■ **What to produce**: Transcribe, word for word and without additions, each line below from the one containing "pub fn new(numer: BigInt, denom: BigInt)" through the one containing "denom = -denom;", both ends included.

■ **Supplied data**:
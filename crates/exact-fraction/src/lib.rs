// SPDX-License-Identifier: CC0-1.0

//! # Exact Fraction
//!
//! Arbitrary-precision rational numbers that are always stored in canonical form:
//! the denominator is strictly positive and shares no common factor with the
//! numerator. Because every operation re-normalizes its result, two fractions
//! are equal in value if and only if their numerator and denominator are equal,
//! so `PartialEq`, `Eq` and `Hash` are derived structurally.
//!
//! ```rust
//! use exact_fraction::Fraction;
//! use num_bigint::BigInt;
//!
//! let a = Fraction::new(BigInt::from(2), BigInt::from(-4)).unwrap();
//! assert_eq!(a.to_string(), "-1/2");
//!
//! let b = &a + &Fraction::from(1_i64);
//! assert_eq!(b.to_string(), "1/2");
//! assert!(Fraction::from(1_i64).checked_div(&Fraction::zero()).is_err());
//! ```

// Coding conventions
#![deny(unsafe_code)]
#![deny(non_upper_case_globals)]
#![deny(non_camel_case_types)]
#![deny(non_snake_case)]
#![deny(unused_mut)]
#![deny(dead_code)]
#![deny(unused_imports)]
#![deny(missing_docs)]

use std::fmt;
use std::ops::{Add, Mul, Neg, Sub};

use num_bigint::BigInt;
use num_integer::Integer;
use num_traits::{One, Signed, Zero};

/// A rational number in lowest terms with a positive denominator.
#[derive(Clone, Debug, PartialEq, Eq, Hash)]
pub struct Fraction {
    numer: BigInt,
    denom: BigInt,
}

impl Fraction {
    /// Creates the canonical fraction `numer / denom`.
    ///
    /// Returns [`Error::DivideByZero`] if `denom` is zero.
    pub fn new(numer: BigInt, denom: BigInt) -> Result<Self, Error> {
        if denom.is_zero() {
            return Err(Error::DivideByZero);
        }
        Ok(Self::reduce(numer, denom))
    }

    // Caller guarantees `denom != 0`.
    fn reduce(mut numer: BigInt, mut denom: BigInt) -> Self {
        if denom.is_negative() {
            numer = -numer;
            denom = -denom;
        }
        let g = numer.gcd(&denom);
        if !g.is_one() {
            numer /= &g;
            denom /= &g;
        }
        Self { numer, denom }
    }

    /// Returns `0/1`
    pub fn zero() -> Self {
        Self {
            numer: BigInt::zero(),
            denom: BigInt::one(),
        }
    }

    /// Returns `1/1`
    pub fn one() -> Self {
        Self {
            numer: BigInt::one(),
            denom: BigInt::one(),
        }
    }

    /// The canonical numerator (carries the sign).
    pub fn numer(&self) -> &BigInt {
        &self.numer
    }

    /// The canonical denominator, always positive.
    pub fn denom(&self) -> &BigInt {
        &self.denom
    }

    /// Returns true if the fraction equals zero.
    pub fn is_zero(&self) -> bool {
        self.numer.is_zero()
    }

    /// Returns true if the denominator is one.
    pub fn is_integer(&self) -> bool {
        self.denom.is_one()
    }

    /// Consumes the fraction and returns its canonical `(numerator, denominator)` pair.
    pub fn into_parts(self) -> (BigInt, BigInt) {
        (self.numer, self.denom)
    }

    /// Multiplies by an integer.
    pub fn mul_int(&self, factor: &BigInt) -> Self {
        Self::reduce(&self.numer * factor, self.denom.clone())
    }

    /// Divides by another fraction.
    ///
    /// Returns [`Error::DivideByZero`] if `divisor` is zero.
    pub fn checked_div(&self, divisor: &Self) -> Result<Self, Error> {
        if divisor.is_zero() {
            return Err(Error::DivideByZero);
        }
        Ok(Self::reduce(
            &self.numer * &divisor.denom,
            &self.denom * &divisor.numer,
        ))
    }
}

impl Default for Fraction {
    fn default() -> Self {
        Self::zero()
    }
}

impl From<BigInt> for Fraction {
    fn from(value: BigInt) -> Self {
        Self {
            numer: value,
            denom: BigInt::one(),
        }
    }
}

impl From<i64> for Fraction {
    fn from(value: i64) -> Self {
        Self::from(BigInt::from(value))
    }
}

impl<'a> Add<&'a Fraction> for &'a Fraction {
    type Output = Fraction;

    fn add(self, other: &Fraction) -> Fraction {
        Fraction::reduce(
            &self.numer * &other.denom + &other.numer * &self.denom,
            &self.denom * &other.denom,
        )
    }
}

impl<'a> Sub<&'a Fraction> for &'a Fraction {
    type Output = Fraction;

    fn sub(self, other: &Fraction) -> Fraction {
        Fraction::reduce(
            &self.numer * &other.denom - &other.numer * &self.denom,
            &self.denom * &other.denom,
        )
    }
}

impl<'a> Mul<&'a Fraction> for &'a Fraction {
    type Output = Fraction;

    fn mul(self, other: &Fraction) -> Fraction {
        Fraction::reduce(&self.numer * &other.numer, &self.denom * &other.denom)
    }
}

impl<'a> Mul<&'a BigInt> for &'a Fraction {
    type Output = Fraction;

    fn mul(self, factor: &BigInt) -> Fraction {
        self.mul_int(factor)
    }
}

impl Add for Fraction {
    type Output = Fraction;

    fn add(self, other: Fraction) -> Fraction {
        &self + &other
    }
}

impl Sub for Fraction {
    type Output = Fraction;

    fn sub(self, other: Fraction) -> Fraction {
        &self - &other
    }
}

impl Mul for Fraction {
    type Output = Fraction;

    fn mul(self, other: Fraction) -> Fraction {
        &self * &other
    }
}

impl Neg for Fraction {
    type Output = Fraction;

    fn neg(self) -> Fraction {
        Fraction {
            numer: -self.numer,
            denom: self.denom,
        }
    }
}

impl fmt::Display for Fraction {
    fn fmt(&self, f: &mut fmt::Formatter) -> fmt::Result {
        if self.denom.is_one() {
            write!(f, "{}", self.numer)
        } else {
            write!(f, "{}/{}", self.numer, self.denom)
        }
    }
}

/// Error

#[derive(Debug, Clone, Copy, PartialEq, Eq)]
pub enum Error {
    /// A zero denominator was supplied or a division by zero was attempted
    DivideByZero,
}

impl fmt::Display for Error {
    fn fmt(&self, f: &mut fmt::Formatter) -> fmt::Result {
        match self {
            Self::DivideByZero => write!(f, "division by zero"),
        }
    }
}

impl std::error::Error for Error {}

#[cfg(test)]
mod tests {
    use super::*;

    fn frac(n: i64, d: i64) -> Fraction {
        Fraction::new(BigInt::from(n), BigInt::from(d)).unwrap()
    }

    #[test]
    fn test_canonical_form() {
        let f = frac(6, -8);
        assert_eq!(f.numer(), &BigInt::from(-3));
        assert_eq!(f.denom(), &BigInt::from(4));

        let f = frac(-6, -8);
        assert_eq!(f.numer(), &BigInt::from(3));
        assert_eq!(f.denom(), &BigInt::from(4));

        // Zero always collapses to 0/1
        assert_eq!(frac(0, -17), Fraction::zero());
        assert_eq!(frac(0, 5).denom(), &BigInt::one());
    }

    #[test]
    fn test_zero_denominator() {
        assert_eq!(
            Fraction::new(BigInt::from(1), BigInt::zero()),
            Err(Error::DivideByZero)
        );
        assert_eq!(
            frac(3, 7).checked_div(&Fraction::zero()),
            Err(Error::DivideByZero)
        );
    }

    #[test]
    fn test_structural_equality() {
        assert_eq!(frac(1, 2), frac(2, 4));
        assert_eq!(frac(-1, 3), frac(1, -3));
        assert_ne!(frac(1, 2), frac(1, 3));
    }

    #[test]
    fn test_arithmetic() {
        let a = frac(1, 6);
        let b = frac(1, 3);

        assert_eq!(&a + &b, frac(1, 2));
        assert_eq!(&a - &b, frac(-1, 6));
        assert_eq!(&a * &b, frac(1, 18));
        assert_eq!(a.checked_div(&b).unwrap(), frac(1, 2));
        assert_eq!(a.mul_int(&BigInt::from(12)), Fraction::from(2_i64));
        assert_eq!(&b * &BigInt::from(-3), Fraction::from(-1_i64));
        assert_eq!(-frac(2, 5), frac(-2, 5));
    }

    #[test]
    fn test_add_then_sub_is_identity() {
        let values = [
            frac(0, 1),
            frac(7, 3),
            frac(-11, 4),
            frac(1, 1_000_000_007),
            Fraction::from(BigInt::parse_bytes(b"123456789012345678901234567890", 10).unwrap()),
        ];

        for a in &values {
            for b in &values {
                let sum = a + b;
                assert_eq!(&sum - b, *a);
                assert!(sum.denom() > &BigInt::zero());
                assert!(sum.numer().gcd(sum.denom()).is_one());
            }
        }
    }

    #[test]
    fn test_large_values_stay_reduced() {
        let big = BigInt::parse_bytes(b"340282366920938463463374607431768211456", 10).unwrap();
        let f = Fraction::new(&big * BigInt::from(3), &big * BigInt::from(9)).unwrap();
        assert_eq!(f, frac(1, 3));
    }

    #[test]
    fn test_display() {
        assert_eq!(Fraction::from(42_i64).to_string(), "42");
        assert_eq!(frac(-3, 9).to_string(), "-1/3");
        assert_eq!(Fraction::zero().to_string(), "0");
        assert!(Fraction::from(5_i64).is_integer());
        assert!(!frac(5, 2).is_integer());
    }

    #[test]
    fn test_into_parts() {
        let (n, d) = frac(10, -4).into_parts();
        assert_eq!(n, BigInt::from(-5));
        assert_eq!(d, BigInt::from(2));
    }
}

■ **Exercise response**:
    pub fn new(numer: BigInt, denom: BigInt) -> Result<Self, Error> {
        if denom.is_zero() {
            return Err(Error::DivideByZero);
        }
        Ok(Self::reduce(numer, denom))
    }

    // Caller guarantees `denom != 0`.
    fn reduce(mut numer: BigInt, mut denom: BigInt) -> Self {
        if denom.is_negative() {
            numer = -numer;
            denom = -denom;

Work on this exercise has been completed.